Van Baarle coach 200% convinced he can take on Pogacar and Van der Poel
Dylan van Baarle is being rebuilt around what his new camp call a “V8 engine” that was never fully unleashed in recent seasons. After a winter focused on volume and freedom, belief is growing that the Dutchman can again take the fight to cycling’s dominant forces.

At Soudal Quick-Step, the emphasis has shifted back to what once made Van Baarle one of the most feared classics riders in the peloton: a proven winner at Dwars door Vlaanderen in 2021, Paris-Roubaix in 2022, and Omloop Het Nieuwsblad in 2023.
Not marginal gains or radical reinventions, but trust in his natural capacity as an extreme endurance athlete. “Riders of that calibre, I call them V8 engines, need a lot of volume to function at their best,” his coach Michel Geerincksaid to In de Leiderstrui. “In recent years he didn’t feel that was fully developed for him. We brought those big low intensity volumes back.”
Van Baarle’s spell at Visma | Lease a Bike was repeatedly disrupted by crashes and injuries, but there was also a lingering sense that he was operating within a structure that did not completely suit his profile. The new approach is about alignment Geerinck said: “There are no secrets in cycling. Good riders need volume, intensity and a balanced programme. But Dylan has regained a bit more freedom. He can do things more his way again, and that has been a big stimulus.”
This echoes comments Van Baarle himself made to Sporza recently. “At Soudal Quick-Step I have a bit more freedom again to find out if my extreme training approach still works,” the 33-year-old Dutchman explained, hinting that he is ready to revisit the methods that helped him reach his peak.
Asked whether he felt too constrained at Visma | Lease a Bike, Van Baarle was careful to nuance it, but admitted he would have preferred a different build up.
"I did have some choice there,” he said. “But I would have liked to do something else in my preparation for a Classic.
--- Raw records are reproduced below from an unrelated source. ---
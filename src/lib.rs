//! imgconcat joins several images into a single row or column.
//!
//! # Pipeline overview
//!
//! 1. **Load**: `[ImageSource] -> Vec<RgbaImage>` ([`load_images`]),
//!    every image normalized to RGBA8
//! 2. **Compose**: `Vec<RgbaImage> + CompositionConfig -> ComposedImage` ([`compose`]):
//!    resize pass, layout, paste onto an opaque white canvas
//! 3. **Encode**: `ComposedImage -> bytes` ([`encode_image`]), PNG or JPEG by output name
//!
//! The caller layer in [`handle_concat`] wraps these steps the way a request
//! handler would: it resolves client paths inside an allowed root, stages
//! uploads, and either returns the bytes or saves them.
//!
//! The key design constraints:
//!
//! - **No unsafe**: `unsafe` is forbidden in this crate.
//! - **No IO in the compositor**: [`compose`] is a pure function of its inputs.
//! - **No globals**: directories and settings are passed in ([`AppDirs`], [`CompositionConfig`]).
//! - **Fail fast**: a source that does not decode fails the whole request.
#![forbid(unsafe_code)]
#![deny(missing_docs)]

mod assets;
mod composition;
mod effects;
mod encode;
mod foundation;
mod layout;
mod render;
mod service;
mod transform;

pub use assets::decode::{decode_image, open_image};
pub use assets::loader::load_images;
pub use assets::source::{ALLOWED_EXTENSIONS, ImageSource, is_allowed_image_name};
pub use composition::config::{
    CompositionConfig, DEFAULT_OUTPUT_NAME, FormFields, parse_dimension,
};
pub use effects::composite::{Rgba8, WHITE, mask_blend, paste_with_alpha};
pub use encode::output::{
    DEFAULT_JPEG_QUALITY, EncodeOptions, encode_image, ensure_parent_dir, flatten_to_rgb,
    write_image,
};
pub use foundation::core::{Alignment, Orientation, OutputFormat, ResizeMode, Size};
pub use foundation::error::{ConcatError, ConcatResult};
pub use layout::solver::{Layout, Placement, resolve_layout};
pub use render::compose::{ComposedImage, compose};
pub use service::dirs::{
    AppDirs, OUTPUTS_DIR_NAME, UPLOADS_DIR_NAME, list_images, normalize_output_name,
    resolve_within, sanitize_file_name,
};
pub use service::request::{
    ConcatOutcome, ConcatRequest, SaveOption, SourceSelection, UploadedFile, handle_concat,
};
pub use service::thumbnail::{THUMBNAIL_EDGE, THUMBNAIL_FILTER, thumbnail_png, thumbnail_size};
pub use service::uploads::{StagedUploads, candidate_path};
pub use transform::resize::{RESAMPLE_FILTER, apply_resize_mode, scale_to_fit, scaled_dimensions};
pub(crate) mod config;
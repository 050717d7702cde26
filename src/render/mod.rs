pub(crate) mod compose;
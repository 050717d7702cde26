use std::path::Path;

use image::imageops::FilterType;

use crate::{
    assets::{decode::open_image, source::is_allowed_image_name},
    encode::output::{EncodeOptions, encode_image},
    foundation::{
        core::{OutputFormat, Size},
        error::{ConcatError, ConcatResult},
    },
    service::dirs::resolve_within,
};

/// Longest edge of a thumbnail.
pub const THUMBNAIL_EDGE: u32 = 240;

/// Thumbnails resample bicubically; the full pipeline uses Lanczos3.
pub const THUMBNAIL_FILTER: FilterType = FilterType::CatmullRom;

/// PNG preview of `folder/file_name`, shrunk to fit [`THUMBNAIL_EDGE`] square.
///
/// Images already inside the box are not enlarged.
pub fn thumbnail_png(root: &Path, folder: &str, file_name: &str) -> ConcatResult<Vec<u8>> {
    let folder_path = resolve_within(root, folder)?;
    let full = resolve_within(&folder_path, file_name)?;
    if !is_allowed_image_name(file_name) || !full.is_file() {
        return Err(ConcatError::validation(format!(
            "no image named '{file_name}' in '{folder}'"
        )));
    }

    let img = open_image(&full)?;
    let size = thumbnail_size(Size::of(&img));
    let thumb = if size == Size::of(&img) {
        img
    } else {
        image::imageops::resize(&img, size.width, size.height, THUMBNAIL_FILTER)
    };
    encode_image(&thumb, OutputFormat::Png, &EncodeOptions::default())
}

/// Size of the thumbnail for an image of `size`.
///
/// The longer edge lands on [`THUMBNAIL_EDGE`] and the shorter one is rounded
/// to the nearest pixel (at least 1). Images already inside the box keep
/// their size.
pub fn thumbnail_size(size: Size) -> Size {
    let longest = size.width.max(size.height);
    if longest <= THUMBNAIL_EDGE {
        return size;
    }
    let (edge, longest) = (u64::from(THUMBNAIL_EDGE), u64::from(longest));
    // dim <= longest, so the result never exceeds THUMBNAIL_EDGE
    let scale = |dim: u32| ((u64::from(dim) * edge + longest / 2) / longest).max(1) as u32;
    Size::new(scale(size.width), scale(size.height))
}

#[cfg(test)]
#[path = "../../tests/unit/service/thumbnail.rs"]
mod tests;
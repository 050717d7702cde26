use super::*;

#[test]
fn output_format_is_inferred_from_extension_only() {
    assert_eq!(OutputFormat::from_name("out.jpg"), OutputFormat::Jpeg);
    assert_eq!(OutputFormat::from_name("OUT.JPEG"), OutputFormat::Jpeg);
    assert_eq!(OutputFormat::from_name("out.png"), OutputFormat::Png);
    assert_eq!(OutputFormat::from_name("out.webp"), OutputFormat::Png);
    assert_eq!(OutputFormat::from_name("out"), OutputFormat::Png);
    assert_eq!(OutputFormat::from_name("jpg"), OutputFormat::Png);
}

#[test]
fn form_values_fall_back_to_defaults() {
    assert_eq!(
        Orientation::from_form_value("horizontal"),
        Orientation::Horizontal
    );
    assert_eq!(Orientation::from_form_value("diagonal"), Orientation::Vertical);
    assert_eq!(ResizeMode::from_form_value("fit_max"), ResizeMode::FitMax);
    assert_eq!(ResizeMode::from_form_value("stretch"), ResizeMode::None);
    assert_eq!(Alignment::from_form_value("end"), Alignment::End);
    assert_eq!(Alignment::from_form_value("middle"), Alignment::Center);
}

#[test]
fn alignment_offsets() {
    assert_eq!(Alignment::Start.offset(100, 50), 0);
    assert_eq!(Alignment::End.offset(100, 50), 50);
    assert_eq!(Alignment::Center.offset(100, 50), 25);
    assert_eq!(Alignment::Center.offset(100, 51), 24);
    assert_eq!(Alignment::End.offset(10, 10), 0);
}

#[test]
fn orientation_axes() {
    let s = Size::new(30, 20);
    assert_eq!(Orientation::Horizontal.primary(s), 30);
    assert_eq!(Orientation::Horizontal.cross(s), 20);
    assert_eq!(Orientation::Vertical.primary(s), 20);
    assert_eq!(Orientation::Vertical.cross(s), 30);
}

#[test]
fn enums_serialize_snake_case() {
    assert_eq!(
        serde_json::to_string(&ResizeMode::MatchHeight).unwrap(),
        "\"match_height\""
    );
    let a: Alignment = serde_json::from_str("\"start\"").unwrap();
    assert_eq!(a, Alignment::Start);
}
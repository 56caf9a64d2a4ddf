use super::SubdomainModule;
use crate::model::Domain;
use crate::modules::{send_request, success_body, Module};
use crate::Result;
use async_trait::async_trait;
use reqwest::{header, Client};
use select::document::Document;
use select::predicate::Name;
use tracing::{debug, instrument, trace};

// region:        --- Module info

pub struct AbuseIpDb {
    http_client: Client,
}

impl AbuseIpDb {
    pub fn new(http_client: Client) -> Self {
        Self { http_client }
    }
}

impl Module for AbuseIpDb {
    fn name(&self) -> String {
        "subdomains/abuseipdb".to_string()
    }

    fn description(&self) -> String {
        "Scrape the AbuseIPDB WHOIS page to find subdomains".to_string()
    }
}

// endregion:     --- Module info

/// The page lists bare labels (`www`, `mail`) in the first list following
/// the `Subdomains` heading.
fn parse_whois_page(html: &str, domain: &Domain) -> Vec<String> {
    let document = Document::from(html);

    let Some(heading) = document
        .find(Name("h4"))
        .find(|node| node.text().trim() == "Subdomains")
    else {
        debug!("No subdomains section");
        return Vec::new();
    };

    let mut sibling = heading.next();
    while let Some(node) = sibling {
        if matches!(node.name(), Some("div") | Some("ul")) {
            return node
                .find(Name("li"))
                .map(|li| li.text().trim().to_string())
                .filter(|label| !label.is_empty())
                .inspect(|label| trace!("Collecting: {:?}", label))
                .map(|label| format!("{}.{}", label, domain))
                .collect();
        }
        sibling = node.next();
    }

    Vec::new()
}

#[async_trait]
impl SubdomainModule for AbuseIpDb {
    #[instrument(name = "enumerate", level = "debug", fields(module = %self.name()), skip_all)]
    async fn enumerate(&self, domain: &Domain) -> Result<Vec<String>> {
        let url = format!("https://www.abuseipdb.com/whois/{}", domain);
        let request = self
            .http_client
            .get(&url)
            .header(header::COOKIE, "XSRF-TOKEN=");
        let res = send_request(request, &url).await?;
        let body = success_body(res, self.name()).await?;

        let subdomains = parse_whois_page(&body, domain);
        debug!("{} collected", subdomains.len());
        Ok(subdomains)
    }
}

#[cfg(test)]
mod tests {
    use super::parse_whois_page;
    use crate::model::Domain;

    #[test]
    fn labels_under_subdomains_heading() {
        let html = r#"<html><body>
            <h2>WHOIS</h2>
            <h4>Subdomains</h4>
            <div class="col"><ul><li>www</li><li> mail </li><li></li></ul></div>
            <h2>Current DNS Records</h2>
            <div><ul><li>not-a-label</li></ul></div>
        </body></html>"#;

        let domain = Domain::parse("example.com").unwrap();

        assert_eq!(
            parse_whois_page(html, &domain),
            vec!["www.example.com", "mail.example.com"]
        );
    }

    #[test]
    fn page_without_section() {
        let domain = Domain::parse("example.com").unwrap();

        assert!(parse_whois_page("<html><h4>Other</h4></html>", &domain).is_empty());
    }
}
use crate::config::ScanConfig;
use crate::Result;
use hickory_resolver::config::{ResolverConfig, ResolverOpts};
use hickory_resolver::error::ResolveErrorKind;
use hickory_resolver::proto::rr::RecordType;
use hickory_resolver::TokioAsyncResolver;
use std::sync::Arc;
use tracing::{debug, trace};

pub type DnsResolver = Arc<TokioAsyncResolver>;

pub fn new_resolver(config: &ScanConfig) -> DnsResolver {
    let mut opts = ResolverOpts::default();
    opts.timeout = config.dns_timeout();
    opts.attempts = 1;
    debug!("DNS resolver options: {:?}", opts);
    let dns_resolver = TokioAsyncResolver::tokio(ResolverConfig::default(), opts);

    debug!("DNS resolver created: {:?}", dns_resolver);
    Arc::new(dns_resolver)
}

/// First CNAME target of `host`, lower-cased and without trailing dot.
pub async fn resolve_cname(dns_resolver: &DnsResolver, host: &str) -> Result<Option<String>> {
    let lookup = match dns_resolver.lookup(host, RecordType::CNAME).await {
        Ok(lookup) => lookup,
        Err(err) if matches!(err.kind(), ResolveErrorKind::NoRecordsFound { .. }) => {
            trace!("{} has no CNAME", host);
            return Ok(None);
        }
        Err(err) => return Err(err.into()),
    };
    let cname = lookup
        .iter()
        .filter_map(|rdata| rdata.as_cname())
        .map(|cname| trim_name(&cname.to_string()))
        .find(|cname| !cname.is_empty());

    trace!("{} CNAME {:?}", host, cname);
    Ok(cname)
}

/// Presentation form of a DNS name: no trailing dot, lower-cased.
pub fn trim_name(name: &str) -> String {
    name.trim_end_matches('.').to_lowercase()
}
I know that in the past I may have used some extreme training formats, but it always worked.”
The numbers from winter testing have fuelled optimism according to Geerinck. “Physically, the tests have shown that he is back to his old top level. That is fantastic news for him and gives him confidence.”
Van Baarle’s defining quality has never been explosive brilliance over a handful of seconds. It is durability. He reads races instinctively, knows when to anticipate and, once clear, rarely comes back. “Van der Poel and Pogacar are extreme athletes,” his coach acknowledges.
“You need a really good plan to beat them. But don’t give Van Baarle 20 seconds, because then he’s gone. I am 200 percent convinced he can get back to that level.”
That conviction is rooted in memory as much as data. Muscles, he argues, remember. “You are surprised how quickly riders with those qualities adapt again. Muscles have memory and switch back quite fast to a certain trigger. It can be done in one winter, and we are where we want to be.”
The Classics will provide the only verdict that counts. Van Baarle is set to prepare his season at the Volta ao Algarve before lining up at Omloop Het Nieuwsblad and Kuurne Brussel Kuurne a day later. After an altitude camp, he returns for the heart of the cobbled campaign at the E3 Saxo Classic, with Dwars door Vlaanderen also pencilled in, before building towards his main targets at the Tour of Flanders and Paris-Roubaix.